A Truly Bolt-On Brake

Have you ever heard the term “bolt-in installation” and laughed like a school girl because you know that’s not going to be the case? Well with these Baer brakes it was truly a bolt-in installation. No grinding, massaging, or reconfiguring to make it work. In fact, all the Baer brakes we have installed have been that way.

We tackled the front brakes first. Since this car is a fresh build, there’s no drum brakes to remove or anything like that, just a fresh set of drop spindles.

We started by installing the new hub assembly. This isn’t a bare hub with a package of studs and dry bearings. Baer took the time to press in the new 1/2″ studs, pack the bearings and pop them into the hub. All we had to do was remove the plastic cap and slide it onto the spindle. After snugging down the castle nut we slid the cotter pin through to finish. The last step was to install the dust cap. They don’t have the cheap stamped steel ones – Baer uses a machined aluminum one that utilizes an O-ring to keep it in place.
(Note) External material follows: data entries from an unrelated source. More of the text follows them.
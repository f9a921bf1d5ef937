// ─────────────────────────────────────────────────────────────────────
// LHC Optics Core — Errors
// © 1998–2026 Miroslav Šotek. All rights reserved.
// Contact: www.anulum.li | protoscience@anulum.li
// ORCID: https://orcid.org/0009-0009-3560-0851
// License: GNU AGPL v3 | Commercial licensing available
// ─────────────────────────────────────────────────────────────────────
use thiserror::Error;

#[derive(Error, Debug)]
pub enum OpticsError {
    #[error("Name already present in lattice: {0}")]
    DuplicateName(String),

    #[error("{kind} not found: {name}")]
    NotFound { kind: &'static str, name: String },

    #[error("Invalid aperture polygon: {0}")]
    InvalidPolygon(String),

    #[error("No stable periodic optics: {0}")]
    OpticsNotFound(String),

    #[error("Matching did not converge after {iterations} iterations, residuals={residuals:?}")]
    MatchingDidNotConverge {
        iterations: usize,
        residuals: Vec<f64>,
    },

    #[error("Singular matching Jacobian: rank {rank} < {targets} targets, residuals={residuals:?}")]
    SingularJacobian {
        rank: usize,
        targets: usize,
        residuals: Vec<f64>,
    },

    #[error("Invalid knob binding: {0}")]
    InvalidBinding(String),

    #[error("Configuration error: {0}")]
    ConfigError(String),

    #[error("Linear algebra error: {0}")]
    LinAlg(String),

    #[error("IO error: {0}")]
    Io(#[from] std::io::Error),

    #[error("JSON error: {0}")]
    Json(#[from] serde_json::Error),
}

impl OpticsError {
    pub fn element_not_found(name: &str) -> Self {
        OpticsError::NotFound {
            kind: "Element",
            name: name.to_string(),
        }
    }

    pub fn knob_not_found(name: &str) -> Self {
        OpticsError::NotFound {
            kind: "Knob",
            name: name.to_string(),
        }
    }

    /// Residual vector carried by a matching failure, if any.
    pub fn residuals(&self) -> Option<&[f64]> {
        match self {
            OpticsError::MatchingDidNotConverge { residuals, .. }
            | OpticsError::SingularJacobian { residuals, .. } => Some(residuals),
            _ => None,
        }
    }
}

pub type OpticsResult<T> = Result<T, OpticsError>;
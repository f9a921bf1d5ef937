//! Matched Gaussian bunch generation.
//!
//! Normalized coordinates `(u, v)` are standard normal; physical ones are
//! `x = x_co + sqrt(beta eps) u + D delta` and
//! `px = px_co + sqrt(eps / beta) (v - alpha u) + D' delta`, with the
//! geometric emittance `eps = nemitt / (beta0 gamma0)`.

use crate::particles::Particles;
use crate::twiss::{TwissRow, TwissTable};
use optics_types::error::{OpticsError, OpticsResult};
use optics_types::state::PhaseSpace;
use rand::Rng;
use rand_distr::{Distribution, StandardNormal};
use tracing::debug;

#[derive(Debug, Clone, Copy, PartialEq)]
pub struct BunchSpec {
    pub nemitt_x: f64,
    pub nemitt_y: f64,
    pub sigma_z: f64,
    pub sigma_delta: f64,
    pub num_particles: usize,
}

impl BunchSpec {
    fn validate(&self) -> OpticsResult<()> {
        let fields = [
            ("nemitt_x", self.nemitt_x),
            ("nemitt_y", self.nemitt_y),
            ("sigma_z", self.sigma_z),
            ("sigma_delta", self.sigma_delta),
        ];
        for (label, v) in fields {
            if !v.is_finite() || v < 0.0 {
                return Err(OpticsError::ConfigError(format!(
                    "bunch {label} must be finite and >= 0, got {v}"
                )));
            }
        }
        Ok(())
    }
}

fn matched_state<R: Rng + ?Sized>(
    row: &TwissRow,
    eps_x: f64,
    eps_y: f64,
    spec: &BunchSpec,
    rng: &mut R,
) -> PhaseSpace {
    let mut normal = || -> f64 { StandardNormal.sample(&mut *rng) };
    let (ux, vx, uy, vy) = (normal(), normal(), normal(), normal());
    let zeta = spec.sigma_z * normal();
    let delta = spec.sigma_delta * normal();

    let (sbx, sby) = ((row.betx * eps_x).sqrt(), (row.bety * eps_y).sqrt());
    PhaseSpace {
        x: row.x + sbx * ux + row.dx * delta,
        px: row.px + (sbx / row.betx) * (vx - row.alfx * ux) + row.dpx * delta,
        y: row.y + sby * uy + row.dy * delta,
        py: row.py + (sby / row.bety) * (vy - row.alfy * uy) + row.dpy * delta,
        zeta: row.zeta + zeta,
        delta: row.delta + delta,
    }
}

/// Bunch matched to the optics at the first row of `twiss`. Deterministic
/// for a seeded `rng`.
pub fn matched_gaussian_bunch<R: Rng + ?Sized>(
    twiss: &TwissTable,
    spec: &BunchSpec,
    rng: &mut R,
) -> OpticsResult<Particles> {
    spec.validate()?;
    let row = twiss.rows().first().ok_or_else(|| {
        OpticsError::ConfigError("cannot match a bunch to an empty twiss table".to_string())
    })?;
    let bg = twiss.reference.beta_gamma0();
    let (eps_x, eps_y) = (spec.nemitt_x / bg, spec.nemitt_y / bg);

    let states: Vec<PhaseSpace> = (0..spec.num_particles)
        .map(|_| matched_state(row, eps_x, eps_y, spec, &mut *rng))
        .collect();
    debug!(
        num_particles = spec.num_particles,
        eps_x, eps_y, "matched gaussian bunch generated"
    );
    Particles::new(states, twiss.reference)
}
Then we bolted the adapter bracket to the spindle. This bracket is what will hold the caliper to the spindle and came with new bolts to attach it with.
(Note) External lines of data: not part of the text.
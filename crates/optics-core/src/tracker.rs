// ─────────────────────────────────────────────────────────────────────
// LHC Optics Core — Tracking Engine
// © 1998–2026 Miroslav Šotek. All rights reserved.
// Contact: www.anulum.li | protoscience@anulum.li
// ORCID: https://orcid.org/0009-0009-3560-0851
// License: GNU AGPL v3 | Commercial licensing available
// ─────────────────────────────────────────────────────────────────────
//! Multi-turn element-by-element tracking with aperture losses.
//!
//! Particles are independent: each one is pushed through its full turn plan
//! on its own, optionally in parallel with rayon. Results do not depend on
//! the thread count.

use crate::lattice::Lattice;
use crate::monitor::{Coordinate, MonitorPlacement, TurnByTurnMonitor};
use crate::particles::{Particle, Particles};
use crate::twiss::TwissTable;
use optics_math::fft::fractional_tune;
use optics_types::config::TrackingConfig;
use optics_types::constants::C_LIGHT;
use optics_types::error::{OpticsError, OpticsResult};
use optics_types::state::PhaseSpace;
use rayon::prelude::*;
use serde::{Deserialize, Serialize};
use tracing::{debug, info};

#[derive(Debug, Clone, PartialEq, Default)]
pub struct TrackOptions {
    pub num_turns: usize,
    pub ele_start: Option<String>,
    pub ele_stop: Option<String>,
}

impl TrackOptions {
    pub fn turns(num_turns: usize) -> Self {
        TrackOptions {
            num_turns,
            ..Default::default()
        }
    }

    pub fn from_element(mut self, name: &str) -> Self {
        self.ele_start = Some(name.to_string());
        self
    }

    pub fn until_element(mut self, name: &str) -> Self {
        self.ele_stop = Some(name.to_string());
        self
    }
}

#[derive(Debug, Clone, PartialEq, Serialize, Deserialize)]
pub struct LossHotspot {
    pub index: usize,
    pub name: String,
    pub count: usize,
}

#[derive(Debug, Clone, PartialEq, Serialize, Deserialize)]
pub struct TrackReport {
    pub num_particles: usize,
    pub num_turns: usize,
    /// Cumulative number of lost particles at the end of each tracked turn.
    pub lost_per_turn: Vec<usize>,
    pub lost_fraction: f64,
    pub most_lossy_element: Option<LossHotspot>,
}

/// Element range of each turn, precomputed once per call.
struct TurnPlan {
    ranges: Vec<(usize, usize)>,
}

struct MonitorSite {
    element: usize,
    placement: MonitorPlacement,
    start: usize,
    stop: usize,
}

struct Sample {
    monitor: usize,
    slot: usize,
    state: PhaseSpace,
}

fn resolve_plan(lattice: &Lattice, options: &TrackOptions) -> OpticsResult<(usize, usize)> {
    let n = lattice.len();
    let start = match &options.ele_start {
        Some(name) => lattice.index_of(name)?,
        None => 0,
    };
    let stop = match &options.ele_stop {
        Some(name) => lattice.position_of(name)?,
        None => n,
    };
    if options.num_turns == 1 && stop <= start {
        return Err(OpticsError::ConfigError(format!(
            "single-turn tracking needs ele_stop after ele_start (start={start}, stop={stop})"
        )));
    }
    Ok((start, stop))
}

fn validate_monitors(
    lattice: &Lattice,
    monitors: &[TurnByTurnMonitor],
    num_particles: usize,
) -> OpticsResult<Vec<MonitorSite>> {
    monitors
        .iter()
        .map(|m| {
            if m.num_particles() != num_particles {
                return Err(OpticsError::ConfigError(format!(
                    "monitor '{}' sized for {} particles, ensemble has {}",
                    m.element(),
                    m.num_particles(),
                    num_particles
                )));
            }
            m.check_buffers()?;
            Ok(MonitorSite {
                element: lattice.index_of(m.element())?,
                placement: m.placement(),
                start: m.start_at_turn(),
                stop: m.stop_at_turn(),
            })
        })
        .collect()
}

fn aperture_ok(lattice: &Lattice, index: usize, state: &PhaseSpace, global: f64) -> bool {
    if !state.is_finite() || state.x.abs() > global || state.y.abs() > global {
        return false;
    }
    match lattice.elements()[index].aperture() {
        Some(poly) => poly.contains(state.x, state.y),
        None => true,
    }
}

fn sample(
    sites: &[MonitorSite],
    element: usize,
    placement: MonitorPlacement,
    turn: usize,
    state: &PhaseSpace,
    out: &mut Vec<Sample>,
) {
    for (monitor, site) in sites.iter().enumerate() {
        if site.element == element
            && site.placement == placement
            && (site.start..=site.stop).contains(&turn)
        {
            out.push(Sample {
                monitor,
                slot: turn - site.start,
                state: *state,
            });
        }
    }
}

fn track_one(
    lattice: &Lattice,
    particle: &mut Particle,
    plan: &TurnPlan,
    sites: &[MonitorSite],
    global_aperture: f64,
) -> Vec<Sample> {
    let mut samples = Vec::new();
    if !particle.alive {
        return samples;
    }
    let n = lattice.len();
    let elements = lattice.elements();
    let first_turn = particle.at_turn;
    for (k, &(lo, hi)) in plan.ranges.iter().enumerate() {
        let turn = first_turn + k;
        particle.at_turn = turn;
        for i in lo..hi {
            particle.at_element = i;
            sample(sites, i, MonitorPlacement::BeforeElement, turn, &particle.state, &mut samples);
            elements[i].track(&mut particle.state);
            if !aperture_ok(lattice, i, &particle.state, global_aperture) {
                particle.mark_lost(i, turn);
                return samples;
            }
            sample(sites, i, MonitorPlacement::AfterElement, turn, &particle.state, &mut samples);
        }
        particle.at_element = hi;
        if hi == n {
            particle.at_element = 0;
            particle.at_turn = turn + 1;
        }
    }
    samples
}

/// Track `particles` through `lattice` for `options.num_turns` turns.
///
/// Turn 0 starts at `ele_start`, every later turn starts at the first
/// element, and the last turn stops before `ele_stop`. Monitors are filled
/// at their element for every turn inside their window.
pub fn track(
    lattice: &Lattice,
    particles: &mut Particles,
    options: &TrackOptions,
    monitors: &mut [TurnByTurnMonitor],
    config: &TrackingConfig,
) -> OpticsResult<TrackReport> {
    config.validate()?;
    if options.num_turns == 0 {
        return Err(OpticsError::ConfigError(
            "num_turns must be >= 1".to_string(),
        ));
    }
    if lattice.is_empty() {
        return Err(OpticsError::ConfigError(
            "cannot track through an empty lattice".to_string(),
        ));
    }
    let (start, stop) = resolve_plan(lattice, options)?;
    let sites = validate_monitors(lattice, monitors, particles.len())?;

    let n = lattice.len();
    let first_turn = particles
        .iter()
        .filter(|p| p.alive)
        .map(|p| p.at_turn)
        .min()
        .unwrap_or(0);
    let ranges: Vec<(usize, usize)> = (0..options.num_turns)
        .map(|k| {
            let lo = if k == 0 { start } else { 0 };
            let hi = if k + 1 == options.num_turns { stop } else { n };
            (lo, hi.max(lo))
        })
        .collect();
    let plan = TurnPlan { ranges };
    let global = config.global_aperture_m;
    let lost_before = particles.num_lost();

    let samples: Vec<Vec<Sample>> = if particles.len() >= config.parallel_threshold {
        particles
            .as_mut_slice()
            .par_iter_mut()
            .map(|p| track_one(lattice, p, &plan, &sites, global))
            .collect()
    } else {
        particles
            .as_mut_slice()
            .iter_mut()
            .map(|p| track_one(lattice, p, &plan, &sites, global))
            .collect()
    };

    for (pidx, list) in samples.iter().enumerate() {
        for s in list {
            monitors[s.monitor].record(pidx, s.slot, &s.state);
        }
    }

    let s = lattice.s_positions();
    let path: f64 = plan.ranges.iter().map(|&(lo, hi)| s[hi] - s[lo]).sum();
    particles.t_ref_s += path / (particles.reference.beta0() * C_LIGHT);

    let lost_at: Vec<usize> = particles
        .iter()
        .filter_map(|p| p.lost_at_turn)
        .collect();
    let lost_per_turn: Vec<usize> = (0..options.num_turns)
        .map(|k| {
            let turn = first_turn + k;
            lost_at.iter().filter(|&&t| t <= turn).count().max(lost_before)
        })
        .collect();

    let most_lossy_element = particles
        .most_lossy_element()
        .map(|(index, count)| LossHotspot {
            index,
            name: lattice.name_at(index).unwrap_or("?").to_string(),
            count,
        });

    let report = TrackReport {
        num_particles: particles.len(),
        num_turns: options.num_turns,
        lost_per_turn,
        lost_fraction: particles.lost_fraction(),
        most_lossy_element,
    };
    info!(
        particles = report.num_particles,
        turns = report.num_turns,
        lost = particles.num_lost(),
        hotspot = ?report.most_lossy_element.as_ref().map(|h| h.name.as_str()),
        "tracking finished"
    );
    Ok(report)
}

/// Tunes from turn-by-turn tracking of one particle offset from the closed
/// orbit, as a cross-check of the Twiss tunes. Returns fractional tunes in
/// `[0, 0.5]`.
pub fn measure_tunes(
    lattice: &Lattice,
    twiss: &TwissTable,
    amplitude: (f64, f64),
    num_turns: usize,
    config: &TrackingConfig,
) -> OpticsResult<(f64, f64)> {
    if !twiss.periodic {
        return Err(OpticsError::ConfigError(
            "tune measurement needs a periodic twiss table".to_string(),
        ));
    }
    let first = lattice
        .name_at(0)
        .ok_or_else(|| OpticsError::ConfigError("empty lattice".to_string()))?
        .to_string();
    let mut state = twiss.particle_on_co();
    state.x += amplitude.0;
    state.y += amplitude.1;
    let mut particles = Particles::from_template(state, 1, twiss.reference)?;
    let mut monitor = [TurnByTurnMonitor::new(
        &first,
        0,
        num_turns.saturating_sub(1),
        1,
        MonitorPlacement::BeforeElement,
    )?];
    track(
        lattice,
        &mut particles,
        &TrackOptions::turns(num_turns),
        &mut monitor,
        config,
    )?;
    if particles.num_lost() > 0 {
        return Err(OpticsError::ConfigError(format!(
            "tune probe lost at element {:?} on turn {:?}",
            particles.as_slice()[0].lost_at_element,
            particles.as_slice()[0].lost_at_turn
        )));
    }
    let qx = fractional_tune(&monitor[0].particle_series(0, Coordinate::X))?;
    let qy = fractional_tune(&monitor[0].particle_series(0, Coordinate::Y))?;
    debug!(qx, qy, num_turns, "measured tunes");
    Ok((qx, qy))
}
The front rotors are 11″ in diameter and a two piece set up. These come preassembled just like the hubs so we simply had to slide them onto the hubs and called it done. From here we grabbed the calipers. The calipers come from Baer standard in either Red, Black or Silver. We opted to upgrade and chose “Blue Ice” to tie in the paint job with the car.
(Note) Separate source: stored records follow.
// ─────────────────────────────────────────────────────────────────────
// LHC Optics Core — End-to-End Ring Scenario
// © 1998–2026 Miroslav Šotek. All rights reserved.
// Contact: www.anulum.li | protoscience@anulum.li
// ORCID: https://orcid.org/0009-0009-3560-0851
// License: GNU AGPL v3 | Commercial licensing available
// ─────────────────────────────────────────────────────────────────────
//! Build a ring, compute its optics, track a matched bunch with and without
//! an obstacle, close an orbit bump and cross-check tunes against tracking.

use optics_core::aperture::Polygon;
use optics_core::bunch::{matched_gaussian_bunch, BunchSpec};
use optics_core::element::{Element, Slot};
use optics_core::fodo::FodoRingSpec;
use optics_core::lattice::{InsertAt, Lattice};
use optics_core::matching::{match_knobs, MatchProblem, Observable, Target, Vary};
use optics_core::monitor::{Coordinate, MonitorPlacement, TurnByTurnMonitor};
use optics_core::particles::Particles;
use optics_core::survey::survey;
use optics_core::tracker::{measure_tunes, track, TrackOptions};
use optics_core::twiss::{twiss, twiss_open, twiss_ring, TwissInit};
use optics_types::config::OpticsConfig;
use optics_types::constants::LHC_INJECTION_P0C_EV;
use optics_types::state::ReferenceParticle;
use rand::rngs::StdRng;
use rand::SeedableRng;

const SEED: u64 = 20_240_611;

fn ring() -> Lattice {
    FodoRingSpec::default()
        .build(ReferenceParticle::proton(LHC_INJECTION_P0C_EV).unwrap())
        .unwrap()
}

fn bunch_spec(num_particles: usize) -> BunchSpec {
    BunchSpec {
        nemitt_x: 2.5e-6,
        nemitt_y: 2.5e-6,
        sigma_z: 0.08,
        sigma_delta: 3e-4,
        num_particles,
    }
}

#[test]
fn test_matched_bunch_survives_and_obstacle_causes_losses() {
    let cfg = OpticsConfig::default();
    let lat = ring();
    let tw = twiss(&lat, &cfg.twiss).unwrap();
    let initial = matched_gaussian_bunch(&tw, &bunch_spec(1000), &mut StdRng::seed_from_u64(SEED))
        .unwrap();

    let mut clean = initial.clone();
    let report = track(&lat, &mut clean, &TrackOptions::turns(5), &mut [], &cfg.tracking).unwrap();
    assert_eq!(report.lost_fraction, 0.0);
    assert_eq!(report.lost_per_turn, vec![0; 5]);
    assert!(report.most_lossy_element.is_none());

    // Allowed region starts 0.1 mm to the right of the closed orbit.
    let mut blocked = lat.clone();
    let jaw = Polygon::rectangle(3.0e-3, 0.0, 2.9e-3, 1e-2).unwrap();
    blocked
        .insert(InsertAt::After("qf.5".into()), "tcp.5", Element::limit(jaw))
        .unwrap();
    let mut parts = initial.clone();
    let report = track(&blocked, &mut parts, &TrackOptions::turns(5), &mut [], &cfg.tracking).unwrap();
    assert!(report.lost_fraction > 0.0);
    assert_eq!(report.most_lossy_element.unwrap().name, "tcp.5");
    assert!(parts
        .filter_lost()
        .iter()
        .all(|p| p.lost_at_element == Some(blocked.index_of("tcp.5").unwrap())));
}

#[test]
fn test_serial_and_parallel_tracking_agree_on_a_bunch() {
    let cfg = OpticsConfig::default();
    let lat = ring();
    let tw = twiss(&lat, &cfg.twiss).unwrap();
    let initial = matched_gaussian_bunch(&tw, &bunch_spec(200), &mut StdRng::seed_from_u64(SEED))
        .unwrap();

    let mut serial_cfg = cfg.tracking.clone();
    serial_cfg.parallel_threshold = usize::MAX;
    let mut parallel_cfg = cfg.tracking.clone();
    parallel_cfg.parallel_threshold = 1;

    let mut a = initial.clone();
    let mut b = initial;
    track(&lat, &mut a, &TrackOptions::turns(3), &mut [], &serial_cfg).unwrap();
    track(&lat, &mut b, &TrackOptions::turns(3), &mut [], &parallel_cfg).unwrap();
    assert_eq!(a, b);
}

#[test]
fn test_orbit_bump_closes_in_the_ring() {
    let cfg = OpticsConfig::default();
    let mut lat = ring();
    for (i, corr) in ["mcb.6f", "mcb.7f", "mcb.8f", "mcb.9f"].iter().enumerate() {
        let knob = format!("on_x5.{i}");
        lat.define_knob(&knob, 0.0).unwrap();
        lat.bind_knob(&knob, corr, Slot::HKick, 1.0).unwrap();
    }
    let before = twiss(&lat, &cfg.twiss).unwrap();
    let problem = MatchProblem {
        ele_start: "qf.6".to_string(),
        ele_stop: "d1.9".to_string(),
        init: TwissInit::from_row(before.row("qf.6").unwrap()),
        vary: (0..4).map(|i| Vary::new(&format!("on_x5.{i}"), 1e-6)).collect(),
        targets: vec![
            Target::new(Observable::X, "ip5", 2e-3, 1e-8),
            Target::new(Observable::Px, "ip5", 0.0, 1e-9),
            Target::new(Observable::X, "d1.9", 0.0, 1e-8),
            Target::new(Observable::Px, "d1.9", 0.0, 1e-9),
        ],
    };
    let result = match_knobs(&mut lat, &problem, &cfg.twiss, &cfg.matching).unwrap();
    assert!(result.iterations >= 2);
    assert!(!before.is_current(&lat));

    let open = twiss_open(&lat, "qf.6", "d1.9", &problem.init, &cfg.twiss).unwrap();
    assert!((open.row("ip5").unwrap().x - 2e-3).abs() <= 1e-8);

    let after = twiss(&lat, &cfg.twiss).unwrap();
    assert!((after.row("ip5").unwrap().x - 2e-3).abs() < 1e-7);
    assert!(after.row("ip1").unwrap().x.abs() < 1e-7);
    assert!(after.row("qf.12").unwrap().x.abs() < 1e-7);
    assert!((after.qx - before.qx).abs() < 1e-6);
}

#[test]
fn test_tunes_and_chromaticity_match_tracking() {
    let cfg = OpticsConfig::default();
    let lat = ring();
    let tw = twiss(&lat, &cfg.twiss).unwrap();
    let fold = |q: f64| {
        let f = q.rem_euclid(1.0);
        f.min(1.0 - f)
    };

    let (qx, qy) = measure_tunes(&lat, &tw, (1e-5, 1e-5), 1024, &cfg.tracking).unwrap();
    assert!((qx - fold(tw.qx)).abs() < 1e-3, "qx {qx} vs {}", fold(tw.qx));
    assert!((qy - fold(tw.qy)).abs() < 1e-3, "qy {qy} vs {}", fold(tw.qy));

    let dp = 2e-3;
    let plus = twiss_ring(&lat, dp, &cfg.twiss).unwrap();
    let minus = twiss_ring(&lat, -dp, &cfg.twiss).unwrap();
    let (qx_p, qy_p) = measure_tunes(&lat, &plus, (1e-5, 1e-5), 2048, &cfg.tracking).unwrap();
    let (qx_m, qy_m) = measure_tunes(&lat, &minus, (1e-5, 1e-5), 2048, &cfg.tracking).unwrap();
    let tracked_dqx = ((qx_p - qx_m) / (2.0 * dp)).abs();
    let tracked_dqy = ((qy_p - qy_m) / (2.0 * dp)).abs();
    let dqx = tw.dqx.unwrap().abs();
    let dqy = tw.dqy.unwrap().abs();
    assert!((tracked_dqx - dqx).abs() < 0.05 * dqx, "dqx {tracked_dqx} vs {dqx}");
    assert!((tracked_dqy - dqy).abs() < 0.05 * dqy, "dqy {tracked_dqy} vs {dqy}");
}

#[test]
fn test_turn_by_turn_monitor_sees_betatron_motion() {
    let cfg = OpticsConfig::default();
    let lat = ring();
    let tw = twiss(&lat, &cfg.twiss).unwrap();
    let mut state = tw.particle_on_co();
    state.x += 1e-4;
    let mut parts = Particles::from_template(state, 2, tw.reference).unwrap();
    let mut monitors = [TurnByTurnMonitor::new("bpm.4f", 0, 9, 2, MonitorPlacement::AfterElement)
        .unwrap()];
    track(&lat, &mut parts, &TrackOptions::turns(10), &mut monitors, &cfg.tracking).unwrap();

    let series = monitors[0].particle_series(0, Coordinate::X);
    assert_eq!(series.len(), 10);
    let start = &tw.rows()[0];
    let gamma0 = (1.0 + start.alfx * start.alfx) / start.betx;
    let bound = 1e-4 * (gamma0 * tw.row("bpm.4f").unwrap().betx).sqrt() * 1.01;
    assert!(series.iter().all(|x| x.abs() <= bound));
    assert!(series.windows(2).any(|w| w[0].signum() != w[1].signum()));
    assert_eq!(series, monitors[0].particle_series(1, Coordinate::X));
}

#[test]
fn test_survey_closes_and_config_file_parses() {
    let lat = ring();
    let sv = survey(&lat, None).unwrap();
    assert!(sv.closure_error() < 1e-9);

    let path = concat!(env!("CARGO_MANIFEST_DIR"), "/../../configs/lhc_injection.json");
    let cfg = OpticsConfig::from_file(path).unwrap();
    assert!(twiss(&lat, &cfg.twiss).is_ok());
}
Installing the front calipers is easy as can be as the pads are already pre-loaded. We slid it over the rotor and installed using the two supplied bolts. At this point it was time for some measuring. The rotor and caliper are fixed in this set up so we have to make sure the caliper is perfectly centered on the rotor. Baer supplies an assortment of shims to get it just right but in our experience there’s very little or usually no shimming required. The last step is to install the supplied braided brake hose.

Wrapping Up The Rear

In the rear it’s a bit more work. With this system there’s an internal rear drum brake, which requires a backing plate. Factory drum brakes will have to be removed leaving only the bare housing. In our case on this 10-bolt that means we have to slide the axles out. Luckily we knew this was the case and had done this already to make installation easier. Installing the backing plates requires four bolts and you can reuse the factory bolts or we went ahead and grabbed some fresh grade-8 bolts. As you can see the backing plate holds not only the emergency brake, but the caliper bracket as well.

With the backing plate installed we went ahead and slid the axles back in and put the pin back in the diff. Then we took the rotors and slide them over the axles. Grabbing a caliper we slid it over the rotor then tightened down all the bolts. The rear is a semi-floating caliper so there’s no need to shim anything but we still made sure the caliper was pretty much centered over the rotor. The last step was to install the supplied braided brake hoses.

Since the brakes were all installed we just had to bolt up our new wheels which are Rocket Racing Fuel wheels wrapped in Toyo Extensa HP II tires. Everything cleared and more importantly looked absolutely killer!

We also picked up a Baer ReMaster cylinder, but we didn’t pick up a booster yet so we couldn’t install it. Plus we still have to run all the hardlines for the brakes, so we will cover all that in another story. All in all we only spent about two hours installing these brakes. Like we said Baer really tries to make everything a truly bolt-on installation and include everything you need to complete the swap.